**THE DATA**
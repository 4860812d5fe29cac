// Copyright @yucwang 2026

use std::sync::Arc;

use ndarray::Axis;

use crate::core::differentiable::Differentiable;
use crate::core::error::{RenderError, Result};
use crate::core::field::{GridSize, VolumeField};
use crate::core::grid_transform::GridTransform;
use crate::kernels::{with_zero_field, BlendMode, RaymarchOptions};
use crate::renderers::renderer::Renderer;
use crate::renderers::transform_sampler::{batch_models, common_resolution, plan_steps, scale_channels, StepPlan, StepScale};
use crate::sensors::camera::Camera;

impl Renderer {
    fn raymarch_options(&self, blend_mode: BlendMode) -> RaymarchOptions {
        RaymarchOptions {
            interpolation: self.settings().filter_mode,
            boundary: self.settings().boundary_mode,
            blend_mode,
            global_sampling: self.settings().global_sampling,
        }
    }

    /// Samples and blends `data` `(N, D, H, W, C)` into images
    /// `(N, V, H', W', C)` in one pass with the configured blend mode.
    pub fn raymarch_camera(
        &self,
        data: &VolumeField,
        transforms: &[GridTransform],
        cameras: &[Arc<Camera>],
        step: Option<&StepScale>,
    ) -> Result<Differentiable<VolumeField, VolumeField>> {
        let blend_mode = self.settings().blend_mode;
        if !blend_mode.is_fusable() {
            return Err(RenderError::Config(format!("blend mode {} can not be ray-marched", blend_mode)));
        }
        let batch = data.len_of(Axis(0));
        let channels = data.len_of(Axis(4));
        let models = batch_models(transforms, batch)?;
        let camera_size = common_resolution(cameras)?;

        let factors = match plan_steps(step, channels, cameras) {
            StepPlan::None => None,
            StepPlan::Before(factors) => Some(factors),
            StepPlan::After(_) => {
                let steps: Vec<_> = cameras.iter().map(|c| c.depth_step()).collect();
                return Err(RenderError::Config(format!(
                    "all cameras must have the same step size for batched rendering: {:?}",
                    steps
                )));
            }
        };
        let input = Arc::new(match &factors {
            Some(factors) => scale_channels(data, factors),
            None => data.clone(),
        });

        let views: Vec<_> = cameras.iter().map(|c| c.view_params()).collect();
        let options = self.raymarch_options(blend_mode);
        let output = self.kernels().raymarch(input.view(), &models, &views, camera_size, &options)?;
        if !self.settings().sample_gradients {
            return Ok(Differentiable::constant(output));
        }

        let kernels = Arc::clone(self.kernels());
        let forward = Arc::new(output.clone());
        Ok(Differentiable::new(output, move |dy: &VolumeField| {
            let dx = kernels.raymarch_grad(input.view(), forward.view(), dy.view(), &models, &views, camera_size, &options)?;
            Ok(match &factors {
                Some(factors) => scale_channels(&dx, factors),
                None => dx,
            })
        }))
    }

    /// Scatters images `(N, V, H, W, C)` of `cameras` back into the grid of
    /// `transforms`, summing over views. Only defined for additive blending.
    pub fn raymarch_camera_inverse(
        &self,
        images: &VolumeField,
        transforms: &[GridTransform],
        cameras: &[Arc<Camera>],
    ) -> Result<VolumeField> {
        let blend_mode = self.settings().blend_mode;
        if blend_mode != BlendMode::Additive {
            return Err(RenderError::Unsupported(format!(
                "inverse ray-marching not possible for blend mode {}",
                blend_mode
            )));
        }
        let (batch, views, height, width, channels) = images.dim();
        if cameras.len() != views {
            return Err(RenderError::Shape(format!(
                "number of cameras and data view dimension mismatch: {} - {}",
                cameras.len(),
                views
            )));
        }
        let models = batch_models(transforms, batch)?;
        let camera_size = common_resolution(cameras)?;
        let grid = transforms[0].grid_size();
        let output_size = GridSize::new(camera_size.depth, height, width);
        let view_params: Vec<_> = cameras.iter().map(|c| c.view_params()).collect();
        let options = self.raymarch_options(blend_mode);

        with_zero_field((batch, grid.depth, grid.height, grid.width, channels), |zero| {
            self.kernels()
                .raymarch_grad(zero, images.view(), images.view(), &models, &view_params, output_size, &options)
        })
    }
}

#[cfg(test)]
mod tests {
    use super::*;
    use crate::core::settings::RendererSettings;
    use crate::kernels::MipMode;
    use crate::math::constants::Float;
    use ndarray::Array5;

    fn renderer(blend_mode: BlendMode) -> Renderer {
        Renderer::cpu(RendererSettings { mip_mode: MipMode::None, blend_mode, fused: true, ..Default::default() }).unwrap()
    }

    #[test]
    fn test_identity_additive_raymarch_sums_depth() {
        let size = GridSize::cube(4);
        let data = Array5::from_shape_fn((1, 4, 4, 4, 1), |(_, k, j, i, _)| (k + j + i) as Float * 0.1);
        let transforms = vec![GridTransform::unit_cube(size)];
        let cameras = vec![Arc::new(Camera::identity(size))];
        let image = renderer(BlendMode::Additive)
            .raymarch_camera(&data, &transforms, &cameras, Some(&StepScale::render_default()))
            .unwrap();
        let expected: Float = (0..4).map(|k| data[[0, k, 2, 1, 0]]).sum::<Float>() * 0.5;
        assert!((image.output()[[0, 0, 2, 1, 0]] - expected).abs() < 1e-4);
    }

    #[test]
    fn test_mixed_steps_are_rejected() {
        let size = GridSize::cube(4);
        let data = Array5::<Float>::zeros((1, 4, 4, 4, 1));
        let transforms = vec![GridTransform::unit_cube(size)];
        let cameras = vec![
            Arc::new(Camera::identity(size)),
            Arc::new(Camera::identity(size).with_depth_step(0.1)),
        ];
        let result = renderer(BlendMode::Additive).raymarch_camera(&data, &transforms, &cameras, Some(&StepScale::render_default()));
        assert!(matches!(result, Err(RenderError::Config(_))));
        assert!(renderer(BlendMode::Additive).raymarch_camera(&data, &transforms, &cameras, None).is_ok());
    }

    #[test]
    fn test_inverse_raymarch_scatters_images() {
        let size = GridSize::cube(4);
        let transforms = vec![GridTransform::unit_cube(size)];
        let cameras = vec![Arc::new(Camera::identity(size))];
        let images = Array5::<Float>::ones((1, 1, 4, 4, 1));
        let volume = renderer(BlendMode::Additive).raymarch_camera_inverse(&images, &transforms, &cameras).unwrap();
        assert_eq!(volume.shape(), &[1, 4, 4, 4, 1]);
        assert!(volume.iter().all(|v| (v - 1.0).abs() < 1e-4));

        let err = renderer(BlendMode::BeerLambert).raymarch_camera_inverse(&images, &transforms, &cameras);
        assert!(matches!(err, Err(RenderError::Unsupported(_))));
    }
}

**WHAT TO WORK ON**
Provide the number of lines in these entries that hold the word "forward", without any accompanying text.

**SOLUTION**
2